03 dezembro, 2008

Confiança

Dizem os entendidos que a crise do crédito foi sobretudo uma crise de confiança.
Agora, ninguém sabe quem paga, e os bancos viram-se para os governos em busca de segurança e garantias.

Há uma séria dissonância nisto tudo. Durante anos andou-se a encorajar o endividamento privado, e a desencorajar o endividamento público. A disciplina do déficit e da estabilidade financeira, diziam-nos.

Mas se o crédito tem como base a confiança, como é que um qualquer investidor, que abre e fecha negócios e empresas e de identidade volátil e idoneidade duvidosa, pode merecer mais confiança do que um país?

Um país típico tem centenas de anos de história, responsabilidades nacionais e internacionais, território e, em principio, futuro.
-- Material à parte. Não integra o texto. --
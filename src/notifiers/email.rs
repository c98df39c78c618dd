use async_trait::async_trait;
use lettre::message::{header, Mailbox};
use lettre::transport::smtp::authentication::Credentials;
use lettre::{AsyncSmtpTransport, AsyncTransport, Message, Tokio1Executor};

use super::traits::{NotificationReceipt, Notifier};
use crate::config::SmtpConfig;
use crate::models::DealResult;
use crate::utils::error::Result;

pub const SUBJECT: &str = "🤑 Online Deals Found!";

pub struct EmailNotifier {
    config: SmtpConfig,
}

impl EmailNotifier {
    pub fn new(config: SmtpConfig) -> Self {
        EmailNotifier { config }
    }

    fn format_text_body(&self, deals: &[DealResult]) -> String {
        deals
            .iter()
            .map(ToString::to_string)
            .collect::<Vec<_>>()
            .join("\n")
    }

    fn build_message(&self, deals: &[DealResult]) -> Result<Message> {
        let from: Mailbox = self.config.sender_email.parse()?;
        let to: Mailbox = self.config.receiver_email.parse()?;

        let message = Message::builder()
            .from(from)
            .to(to)
            .subject(SUBJECT)
            .header(header::ContentType::TEXT_PLAIN)
            .body(self.format_text_body(deals))?;
        Ok(message)
    }

    /// STARTTLS transport without connection pooling: each send opens its
    /// own connection and closes it when done, on success or failure.
    fn build_transport(&self) -> Result<AsyncSmtpTransport<Tokio1Executor>> {
        let credentials = Credentials::new(
            self.config.sender_email.clone(),
            self.config.sender_password.clone(),
        );

        let mailer = AsyncSmtpTransport::<Tokio1Executor>::starttls_relay(&self.config.server)?
            .port(self.config.port)
            .credentials(credentials)
            .build();
        Ok(mailer)
    }
}

#[async_trait]
impl Notifier for EmailNotifier {
    fn name(&self) -> &str {
        "email"
    }

    async fn notify(&self, deals: &[DealResult]) -> Result<NotificationReceipt> {
        tracing::info!("Sending email with deals...");

        let email = self.build_message(deals)?;
        let mailer = self.build_transport()?;

        let response = mailer.send(email).await?;
        tracing::info!("✅ Email sent successfully!");

        Ok(NotificationReceipt {
            notifier: self.name().to_string(),
            message_id: response.first_line().map(str::to_string),
            deal_count: deals.len(),
        })
    }
}
use serde::{Deserialize, Serialize};
use std::fmt;

/// How requests to a source are authenticated.
#[derive(Debug, Clone, Copy, Serialize, Deserialize, PartialEq, Eq, Hash, PartialOrd, Ord)]
#[serde(rename_all = "lowercase")]
pub enum AuthType {
    None,
    Key,
    Bearer,
    #[serde(rename = "oauth2")]
    OAuth2,
}

impl fmt::Display for AuthType {
    fn fmt(&self, f: &mut fmt::Formatter<'_>) -> fmt::Result {
        let label = match self {
            AuthType::None => "none",
            AuthType::Key => "key",
            AuthType::Bearer => "bearer",
            AuthType::OAuth2 => "oauth2",
        };
        f.write_str(label)
    }
}

/// A deal API queried once per search term on every run.
#[derive(Debug, Clone, Serialize, Deserialize, PartialEq, Eq)]
pub struct Source {
    pub name: String,
    pub endpoint: String,
    pub auth_type: AuthType,
}

impl Source {
    pub fn new(name: impl Into<String>, endpoint: impl Into<String>, auth_type: AuthType) -> Self {
        Self {
            name: name.into(),
            endpoint: endpoint.into(),
            auth_type,
        }
    }

    /// Prefix of every environment variable holding this source's secrets.
    pub fn env_prefix(&self) -> String {
        self.name.to_uppercase()
    }

    pub fn env_var(&self, suffix: &str) -> String {
        format!("{}_{}", self.env_prefix(), suffix)
    }

    /// Request URL for a term. The term is interpolated verbatim.
    pub fn query_url(&self, term: &str) -> String {
        format!("{}?q={}", self.endpoint, term)
    }
}

/// Search terms are used verbatim as the `q` query parameter.
pub type SearchTerm = String;
use thiserror::Error;

#[derive(Error, Debug)]
pub enum AppError {
    #[error("HTTP client error: {0}")]
    Http(#[from] reqwest::Error),

    #[error("Configuration error: {0}")]
    Config(#[from] config::ConfigError),

    #[error("Serialization error: {0}")]
    Serialization(#[from] serde_json::Error),

    #[error("IO error: {0}")]
    Io(#[from] std::io::Error),

    #[error("Invalid URL: {0}")]
    Url(#[from] url::ParseError),

    #[error("Scheduler error: {0}")]
    Scheduler(#[from] tokio_cron_scheduler::JobSchedulerError),

    #[error("SMTP error: {0}")]
    Smtp(#[from] lettre::transport::smtp::Error),

    #[error("Email error: {0}")]
    Email(#[from] lettre::error::Error),

    #[error("Invalid email address: {0}")]
    Address(#[from] lettre::address::AddressError),

    #[error("OAuth2 error: {message}")]
    OAuth2 { message: String },

    #[error("Missing secret: {name}")]
    MissingSecret { name: String },

    #[error("Validation error: {0}")]
    Validation(String),
}

// Result type alias for convenience
pub type Result<T> = std::result::Result<T, AppError>;
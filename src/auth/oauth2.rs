use reqwest::Client;
use serde::Deserialize;
use std::fmt;

use crate::utils::error::{AppError, Result};

/// Bearer token from a client-credentials exchange. Valid for one query only.
#[derive(Clone, PartialEq, Eq)]
pub struct AccessToken(String);

impl AccessToken {
    pub fn new(token: impl Into<String>) -> Self {
        Self(token.into())
    }

    pub fn secret(&self) -> &str {
        &self.0
    }

    pub fn into_secret(self) -> String {
        self.0
    }
}

impl fmt::Debug for AccessToken {
    fn fmt(&self, f: &mut fmt::Formatter<'_>) -> fmt::Result {
        f.write_str("AccessToken(***)")
    }
}

#[derive(Debug, Deserialize)]
struct TokenResponse {
    access_token: Option<String>,
    #[serde(default)]
    token_type: Option<String>,
    #[serde(default)]
    expires_in: Option<u64>,
    #[serde(default)]
    error: Option<String>,
    #[serde(default)]
    error_description: Option<String>,
}

/// Performs the OAuth2 client-credentials grant. The client authenticates as
/// itself, so there is no user consent step.
#[derive(Debug, Clone)]
pub struct TokenAcquirer {
    client: Client,
}

impl TokenAcquirer {
    pub fn new(client: Client) -> Self {
        Self { client }
    }

    pub async fn acquire(
        &self,
        client_id: &str,
        client_secret: &str,
        token_url: &str,
    ) -> Result<AccessToken> {
        let response = self
            .client
            .post(token_url)
            .basic_auth(client_id, Some(client_secret))
            .form(&[("grant_type", "client_credentials")])
            .send()
            .await?;

        let status = response.status();
        let body = response.bytes().await?;

        let token: TokenResponse = serde_json::from_slice(&body).map_err(|e| {
            if status.is_success() {
                AppError::Serialization(e)
            } else {
                AppError::OAuth2 {
                    message: format!("token endpoint returned {}", status),
                }
            }
        })?;

        if let Some(error) = token.error {
            let message = match token.error_description {
                Some(description) => format!("{} ({}): {}", error, status, description),
                None => format!("{} ({})", error, status),
            };
            return Err(AppError::OAuth2 { message });
        }

        if !status.is_success() {
            return Err(AppError::OAuth2 {
                message: format!("token endpoint returned {}", status),
            });
        }

        let access_token = token.access_token.ok_or_else(|| AppError::OAuth2 {
            message: "token response missing access_token".to_string(),
        })?;

        tracing::info!(
            "OAuth2 token retrieved successfully (type: {}, expires in: {:?}s)",
            token.token_type.as_deref().unwrap_or("unspecified"),
            token.expires_in
        );

        Ok(AccessToken::new(access_token))
    }
}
Parece-me uma coisa bastante mais sólida, vista daqui.
Por exemplo, eu confio mais depressa na Venezuela do que no Vale e Azevedo.

1 comentário:

Paulo disse...

Confiar no Vale e Azevedo está fora de questão. Como muito boa gente sabia há muito tempo que o Oliveira e Costa não era de confiança.
Claro que a Venezuela é um bocadinho mais fiável. Já o Hugo Chavez, tambem não confio nele. E no entanto o José quer que as nossas empresas lhe vendam muitas coisas, Magalhães para começar.
Eu se fosse vender Magalhães ao Chavez acautelava-me com um avalzito do Teixeira dos Santos, melhor, do Estado Português, porque do Teixeira tambem já desconfio.